The Show: Though they may not have much name recognition among hipster circles in Orange County, San Diego band the Silent Comedy had La Cave in the palm of their hands on Friday, unleashing exuberant, turn-of-the-century rock cabaret. Dawning everything from waistcoats to handlebar mustaches and bowler hats, the rowdy six-piece looked like extras from a vintage Charlie Chaplin flick (hence the band name). 


Surrounded by a packed room of fans and barflies, the band thrashed and howled on songs like “'49” and “Bartholomew.” They displayed a tough, textured sound that included some memorable mandolin and violin flourishes. Think O Brother, Where Art Thou? mixed with devilish gypsy punk. Though their set seemed to end too quickly, there's no doubt that they left La Cave with more than a few new fans. 

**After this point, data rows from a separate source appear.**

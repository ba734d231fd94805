//! Frame driver for one client's game

use std::collections::VecDeque;

use carrom_core::{
    Body, BodyId, BodyKind, Config, GestureRejection, PhysicsEvent, PhysicsWorld, PlayerNumber,
    ScoreLedger, ShotController, ShotEvent, TurnMachine, TurnPhase, TurnSummary,
};
use glam::Vec2;
use proto::{GameSession, SessionStatus};
use session_sync::{SyncChannel, SyncError};

use crate::error::ClientError;
use crate::network::Inbox;
use crate::state::{SessionChange, SessionView};

/// Presentation callbacks (sound, score flashes, banners)
pub trait UiHooks {
    fn on_score_update(&mut self, _kind: BodyKind) {}
    fn on_turn_end(&mut self) {}
    fn on_collision(&mut self, _impact_speed: f32) {}
    fn on_game_over(&mut self, _winner: Option<PlayerNumber>) {}
}

/// Hooks that ignore everything
#[derive(Debug, Clone, Copy, Default)]
pub struct NoopHooks;

impl UiHooks for NoopHooks {}

/// Session writes owed at the end of a local turn, in publish order
#[derive(Debug)]
struct Handover {
    scores: VecDeque<(PlayerNumber, u32)>,
    finish: Option<Option<PlayerNumber>>,
    next: PlayerNumber,
}

impl Handover {
    /// Publish what is left; each write is dropped once the store takes it
    fn publish(&mut self, channel: &SyncChannel) -> Result<(), SyncError> {
        while let Some(&(player, score)) = self.scores.front() {
            channel.publish_score(player, score)?;
            self.scores.pop_front();
        }
        if let Some(winner) = self.finish {
            channel.finish_session(winner)?;
            self.finish = None;
        }
        channel.publish_turn(self.next)
    }
}

/// One client's running game
///
/// Either hot-seat (both seats local, no channel) or online with a
/// [`SyncChannel`]. Remote updates queue in the inbox and are applied at
/// the start of a frame; turn handovers and remote shots that arrive while
/// the board is still moving wait until the turn machine is idle. A turn
/// handover the store refused stays pending and is retried every frame.
pub struct Match {
    physics: PhysicsWorld,
    turn: TurnMachine,
    shot: ShotController,
    ledger: ScoreLedger,
    view: SessionView,
    channel: Option<SyncChannel>,
    local: Option<PlayerNumber>,
    inbox: Inbox,
    pending_turn: Option<PlayerNumber>,
    pending_shots: VecDeque<ShotEvent>,
    pending_scores: Vec<(PlayerNumber, u32)>,
    pending_handover: Option<Handover>,
    running: bool,
    finished: bool,
    winner: Option<PlayerNumber>,
}

impl Match {
    fn with_parts(config: Config, channel: Option<SyncChannel>, local: Option<PlayerNumber>) -> Self {
        let mut physics = PhysicsWorld::new(config.clone());
        physics.rack();
        let spot = physics.board().striker_spot;
        physics.spawn_striker(spot);
        Self {
            physics,
            turn: TurnMachine::from_config(&config),
            shot: ShotController::new(&config),
            ledger: ScoreLedger::from_config(&config),
            view: SessionView::new(),
            channel,
            local,
            inbox: Inbox::new(),
            pending_turn: None,
            pending_shots: VecDeque::new(),
            pending_scores: Vec::new(),
            pending_handover: None,
            running: true,
            finished: false,
            winner: None,
        }
    }

    /// Both players share this client
    pub fn hot_seat(config: Config) -> Self {
        Self::with_parts(config, None, None)
    }

    /// Play through a channel that has already created or joined a session
    pub fn online(config: Config, channel: SyncChannel) -> Result<Self, ClientError> {
        let local = channel
            .player()
            .ok_or(SyncError::NotInSession)?;
        let mut game = Self::with_parts(config, Some(channel), Some(local));
        if let Some(channel) = game.channel.as_mut() {
            game.inbox.attach(channel)?;
        }
        Ok(game)
    }

    pub fn is_online(&self) -> bool {
        self.channel.is_some()
    }

    pub fn local_player(&self) -> Option<PlayerNumber> {
        self.local
    }

    pub fn session_id(&self) -> Option<&str> {
        self.channel.as_ref().and_then(SyncChannel::session_id)
    }

    pub fn now_ms(&self) -> u64 {
        self.channel.as_ref().map_or(0, SyncChannel::now_ms)
    }

    /// Advance by one frame of `dt` seconds
    pub fn frame(&mut self, dt: f32, hooks: &mut dyn UiHooks) -> Result<(), ClientError> {
        if !self.running {
            return Ok(());
        }
        self.flush_handover()?;
        for session in self.inbox.drain() {
            self.apply_session(&session, hooks);
        }
        self.flush_deferred()?;

        let due = self.physics.accumulate(dt);
        for _ in 0..due {
            self.tick(hooks)?;
        }
        Ok(())
    }

    fn tick(&mut self, hooks: &mut dyn UiHooks) -> Result<(), ClientError> {
        self.physics.tick(self.turn.current());

        let feedback_speed = self.physics.config().collision_feedback_speed;
        for event in self.physics.drain_events() {
            match event {
                PhysicsEvent::Collision(hit) => {
                    if hit.impact_speed > feedback_speed {
                        hooks.on_collision(hit.impact_speed);
                    }
                }
                PhysicsEvent::Capture(capture) => {
                    self.turn.record_capture(capture);
                    if capture.kind.is_piece() {
                        hooks.on_score_update(capture.kind);
                    }
                }
                PhysicsEvent::WallHit { .. } => {}
            }
        }

        let rest_speed = self.physics.config().rest_speed;
        let summary = self.turn.observe(
            self.physics.is_at_rest(rest_speed),
            self.physics.has_pending_removals(),
        );
        if let Some(summary) = summary {
            self.complete_turn(summary, hooks)?;
        }
        Ok(())
    }

    fn complete_turn(
        &mut self,
        summary: TurnSummary,
        hooks: &mut dyn UiHooks,
    ) -> Result<(), ClientError> {
        self.physics.settle();
        let changed = self.ledger.commit(&summary.captures);
        let spot = self.physics.board().striker_spot;
        self.physics.spawn_striker(spot);
        hooks.on_turn_end();

        let cleared = self.physics.piece_count() == 0;
        let winner = self.ledger.leader();
        log::info!(
            "Turn {} by player {}: {} captured, scores {}-{}",
            summary.turn_number,
            summary.shooter,
            summary.captures.len(),
            self.ledger.score(PlayerNumber::One),
            self.ledger.score(PlayerNumber::Two)
        );

        if self.channel.is_some() && self.local == Some(summary.shooter) {
            self.pending_handover = Some(Handover {
                scores: changed.into_iter().collect(),
                finish: cleared.then_some(winner),
                next: summary.next,
            });
        }
        if cleared {
            self.finish(winner, hooks);
        }
        self.flush_handover()
    }

    fn flush_handover(&mut self) -> Result<(), ClientError> {
        let (Some(channel), Some(handover)) = (&self.channel, self.pending_handover.as_mut())
        else {
            return Ok(());
        };
        match handover.publish(channel) {
            Ok(()) => {
                self.pending_handover = None;
                Ok(())
            }
            Err(e) => {
                log::warn!("Turn handover not published, retrying next frame: {e}");
                Err(e.into())
            }
        }
    }

    fn finish(&mut self, winner: Option<PlayerNumber>, hooks: &mut dyn UiHooks) {
        if self.finished {
            return;
        }
        self.finished = true;
        self.winner = winner;
        log::info!("Game over, winner: {winner:?}");
        hooks.on_game_over(winner);
    }

    fn apply_session(&mut self, session: &GameSession, hooks: &mut dyn UiHooks) {
        for change in self.view.apply(session, self.local) {
            match change {
                SessionChange::Status(SessionStatus::Finished) => {
                    let winner = self.view.winner();
                    self.finish(winner, hooks);
                }
                SessionChange::Status(status) => log::debug!("Session is {}", status.as_str()),
                SessionChange::Turn(player) => self.pending_turn = Some(player),
                SessionChange::Score(player, value) => self.pending_scores.push((player, value)),
                SessionChange::RemoteShot(shot) => self.pending_shots.push_back(shot),
                SessionChange::OpponentJoined => log::info!("Opponent joined"),
                SessionChange::OpponentLeft => log::info!("Opponent left"),
            }
        }
    }

    /// Apply queued remote shots, then turn handovers, once the board is idle
    ///
    /// A queued shot replays before any handover queued behind it, under
    /// its shooter's turn. Stored turn and scores are adopted only after
    /// every queued shot has been replayed, so a replayed capture is not
    /// counted on top of them.
    fn flush_deferred(&mut self) -> Result<(), ClientError> {
        if !self.turn.is_idle() {
            return Ok(());
        }
        if let Some(shot) = self.pending_shots.pop_front() {
            if shot.player != self.turn.current() {
                log::warn!(
                    "Shot by player {} arrived during turn {}, replaying it as theirs",
                    shot.player,
                    self.turn.current()
                );
                self.turn.adopt_turn(shot.player);
            }
            if self.turn.shot_fired(shot.player) {
                log::debug!("Replaying shot by player {}", shot.player);
                self.launch(shot)?;
            }
            return Ok(());
        }
        if let Some(player) = self.pending_turn.take() {
            self.turn.adopt_turn(player);
        }
        for (player, value) in self.pending_scores.drain(..) {
            self.ledger.adopt(player, value);
        }
        Ok(())
    }

    fn launch(&mut self, shot: ShotEvent) -> Result<(), ClientError> {
        let striker = match self.physics.striker() {
            Some(id) => id,
            None => self.physics.spawn_striker(shot.position),
        };
        self.physics.place_striker(shot.position)?;
        self.physics.apply_impulse(striker, shot.force)?;
        Ok(())
    }

    /// Whether the local player may aim right now
    pub fn can_shoot(&self) -> bool {
        // Online play also waits for the stored turn to reach us
        let playing = match (&self.channel, self.local) {
            (Some(_), Some(local)) => {
                self.view.status() == SessionStatus::Playing && self.view.current_turn() == local
            }
            _ => true,
        };
        self.running
            && !self.finished
            && playing
            && self.pending_shots.is_empty()
            && self.turn.accepts_input(self.local)
    }

    pub fn pointer_down(&mut self, point: Vec2) -> Result<(), ClientError> {
        if !self.can_shoot() {
            return Err(GestureRejection::InputLocked.into());
        }
        let striker = self.physics.striker_position();
        self.shot.press(point, striker, &mut self.turn, self.local)?;
        Ok(())
    }

    pub fn pointer_move(&mut self, point: Vec2) {
        self.shot.drag(point);
    }

    /// Finish the gesture; returns the shot if one was fired
    ///
    /// Online, the shot is published before the striker moves. If the store
    /// refuses it the turn is handed back and the board stays put.
    pub fn pointer_up(&mut self, now_ms: u64) -> Result<Option<ShotEvent>, ClientError> {
        let player = self.local.unwrap_or(self.turn.current());
        let striker = self.physics.striker_position();
        let shot = match self.shot.release(player, striker, now_ms, &mut self.turn) {
            Ok(shot) => shot,
            Err(GestureRejection::InvalidGesture | GestureRejection::NotAiming) => return Ok(None),
            Err(e) => return Err(e.into()),
        };
        if let Some(channel) = &self.channel {
            if let Err(e) = channel.publish_shot(&shot) {
                log::warn!("Shot by player {player} not published, taking it back: {e}");
                self.turn.retract_shot();
                return Err(e.into());
            }
        }
        self.launch(shot)?;
        Ok(Some(shot))
    }

    /// Put a fresh striker back on its spot
    pub fn reset_striker(&mut self) -> Result<(), ClientError> {
        if !self.can_shoot() {
            return Err(GestureRejection::InputLocked.into());
        }
        self.shot.cancel(&mut self.turn);
        let spot = self.physics.board().striker_spot;
        self.physics.spawn_striker(spot);
        Ok(())
    }

    /// Stop the loop, drop listeners and remove the local player record
    ///
    /// Every step runs even if an earlier one fails; the first error is
    /// returned.
    pub fn leave(&mut self) -> Result<(), ClientError> {
        self.running = false;
        self.shot.cancel(&mut self.turn);
        let result = match self.channel.as_mut() {
            Some(channel) => channel.leave_session().map_err(ClientError::from),
            None => Ok(()),
        };
        self.inbox.drain();
        self.pending_shots.clear();
        self.pending_scores.clear();
        self.pending_handover = None;
        result
    }

    pub fn is_running(&self) -> bool {
        self.running
    }

    pub fn is_finished(&self) -> bool {
        self.finished
    }

    pub fn winner(&self) -> Option<PlayerNumber> {
        self.winner
    }

    pub fn phase(&self) -> TurnPhase {
        self.turn.phase()
    }

    pub fn current_turn(&self) -> PlayerNumber {
        self.turn.current()
    }

    pub fn score(&self, player: PlayerNumber) -> u32 {
        self.ledger.score(player)
    }

    pub fn view(&self) -> &SessionView {
        &self.view
    }

    pub fn opponent_present(&self) -> bool {
        match self.local {
            Some(local) => self.view.is_present(local.other()),
            None => true,
        }
    }

    pub fn power(&self) -> f32 {
        self.shot.power()
    }

    pub fn is_aiming(&self) -> bool {
        self.shot.is_aiming()
    }

    pub fn aim_guide(&self) -> Option<(Vec2, Vec2)> {
        self.shot.aim_guide()
    }

    /// Live bodies for rendering
    pub fn bodies(&self) -> Vec<(BodyId, Body)> {
        self.physics.bodies()
    }

    pub fn physics(&self) -> &PhysicsWorld {
        &self.physics
    }
}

Sharing a rough-and-tumble rock kinship with the Silent Comedy, it's no surprise that Mississippi Man garnered an equally impressive crowd response. Although their sound is more 1960s folk-pop than old-timey cabaret, MM's knack for thumping rhythms and gang vocals were enough to keep the room's fiery energy alive. And by midnight, songs like “Hell's Oven” set the mood for more bouncy good times to come. Above all, Mississippi Man's live show proves that rediscovering sounds of decades past can be satisfying as long as you are committed to bringing something new to the table. In this case, harmonies and strong song structures managed to bring new life into each jangly guitar solo and loping, country drum beat. They ended their set with “The Fight,” a crowd favorite that never fails to incite boots stomps and a giant sing-along for the chorus of “ohhs and ahhs”. 
Though Handsome G's mesh of big beat rock & roll and carefully crafted pop hooks were an obvious change of pace, it couldn't have come at a better time, as the sweaty crowd thinned and drunk couples began stumbling onto the dance floor. Packing crunchy guitar and light-hearted soul, songs like “Come Get Some” and “Better Than Being Alone” definitely found their place with La Cave's lingering fans–we were destined to wake up on Saturday morning with a hang over and a head full of infectious tunes.

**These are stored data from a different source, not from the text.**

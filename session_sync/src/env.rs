use std::time::{SystemTime, UNIX_EPOCH};

/// Source of wall-clock time for timestamps written to the store
pub trait Environment: Send + Sync {
    /// Milliseconds since the Unix epoch
    fn now_ms(&self) -> u64;
}

pub struct SystemEnv;

impl Environment for SystemEnv {
    fn now_ms(&self) -> u64 {
        SystemTime::now()
            .duration_since(UNIX_EPOCH)
            .map(|elapsed| elapsed.as_millis() as u64)
            .unwrap_or(0)
    }
}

The Crowd: This Costa Mesa steak house/concert venue always generates an interesting mix of people once the restaurant closes down and the music acts start moving in. Friday night was a similar deal offering an odd swirl of twentysomething party animals, well-dressed older couples and wandering women in tight cocktail dresses. 
Overheard: At one point during the Silent Comedy's set, lead vocalist/bass player Joshua Zimmerman fell to his knees, writhing around with his bass like a man possessed to which one female voice commented, “I think I just got wet.” Ah, the power of rock & roll.